*Assignment:* Starting at the first line of the records below, transcribe each line exactly, ending with the line that contains "pub const DEFAULT_MAX_FRAME_LENGTH: usize".

►

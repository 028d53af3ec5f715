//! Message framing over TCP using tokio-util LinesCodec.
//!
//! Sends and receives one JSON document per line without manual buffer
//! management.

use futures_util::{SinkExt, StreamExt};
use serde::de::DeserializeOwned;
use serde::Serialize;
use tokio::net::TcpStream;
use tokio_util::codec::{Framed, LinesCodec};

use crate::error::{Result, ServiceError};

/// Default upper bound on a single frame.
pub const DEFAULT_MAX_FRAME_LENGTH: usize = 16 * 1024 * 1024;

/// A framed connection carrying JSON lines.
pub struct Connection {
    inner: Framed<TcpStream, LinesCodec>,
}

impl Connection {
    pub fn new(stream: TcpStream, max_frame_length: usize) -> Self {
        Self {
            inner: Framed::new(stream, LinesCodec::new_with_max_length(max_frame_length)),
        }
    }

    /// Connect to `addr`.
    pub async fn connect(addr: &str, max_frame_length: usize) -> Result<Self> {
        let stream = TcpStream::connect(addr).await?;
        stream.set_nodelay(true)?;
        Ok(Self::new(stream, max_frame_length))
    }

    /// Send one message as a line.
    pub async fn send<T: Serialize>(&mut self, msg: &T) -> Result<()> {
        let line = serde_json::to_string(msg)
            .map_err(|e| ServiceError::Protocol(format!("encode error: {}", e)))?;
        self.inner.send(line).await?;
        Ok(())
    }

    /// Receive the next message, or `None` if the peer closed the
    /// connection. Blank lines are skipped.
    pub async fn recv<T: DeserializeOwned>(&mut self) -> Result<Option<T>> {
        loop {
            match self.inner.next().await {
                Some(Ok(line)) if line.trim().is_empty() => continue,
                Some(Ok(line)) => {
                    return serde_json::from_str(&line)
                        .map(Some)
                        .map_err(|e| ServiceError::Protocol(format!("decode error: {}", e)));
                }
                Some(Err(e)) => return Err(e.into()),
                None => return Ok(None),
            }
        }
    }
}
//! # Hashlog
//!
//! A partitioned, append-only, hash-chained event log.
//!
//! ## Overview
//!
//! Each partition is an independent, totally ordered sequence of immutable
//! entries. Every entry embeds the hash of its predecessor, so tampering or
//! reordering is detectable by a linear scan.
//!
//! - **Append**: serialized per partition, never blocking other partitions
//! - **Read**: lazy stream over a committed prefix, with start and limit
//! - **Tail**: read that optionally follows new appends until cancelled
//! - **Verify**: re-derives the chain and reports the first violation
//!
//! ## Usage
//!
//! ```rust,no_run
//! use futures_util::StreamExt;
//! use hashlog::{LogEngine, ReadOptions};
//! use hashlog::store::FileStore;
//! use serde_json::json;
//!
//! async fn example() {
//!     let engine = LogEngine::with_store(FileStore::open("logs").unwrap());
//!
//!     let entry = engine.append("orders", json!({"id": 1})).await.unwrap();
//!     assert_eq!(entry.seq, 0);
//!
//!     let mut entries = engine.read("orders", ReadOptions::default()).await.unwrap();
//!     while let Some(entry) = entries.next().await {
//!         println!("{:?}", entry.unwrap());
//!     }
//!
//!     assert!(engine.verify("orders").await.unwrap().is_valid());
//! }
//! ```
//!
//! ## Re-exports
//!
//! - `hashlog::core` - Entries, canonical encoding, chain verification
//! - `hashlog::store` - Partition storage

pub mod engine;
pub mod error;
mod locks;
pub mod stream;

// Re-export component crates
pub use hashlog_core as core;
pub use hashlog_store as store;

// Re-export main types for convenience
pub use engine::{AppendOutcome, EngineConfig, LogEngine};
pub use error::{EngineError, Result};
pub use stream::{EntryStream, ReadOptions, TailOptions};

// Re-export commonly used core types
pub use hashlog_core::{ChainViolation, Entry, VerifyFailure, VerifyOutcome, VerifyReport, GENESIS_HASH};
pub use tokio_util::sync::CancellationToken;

◄

*Task result:*
repository 028d53af3ec5f715
//! Message framing over TCP using tokio-util LinesCodec.
//!
//! Sends and receives one JSON document per line without manual buffer
//! management.

use futures_util::{SinkExt, StreamExt};
use serde::de::DeserializeOwned;
use serde::Serialize;
use tokio::net::TcpStream;
use tokio_util::codec::{Framed, LinesCodec};

use crate::error::{Result, ServiceError};

/// Default upper bound on a single frame.
pub const DEFAULT_MAX_FRAME_LENGTH: usize = 16 * 1024 * 1024;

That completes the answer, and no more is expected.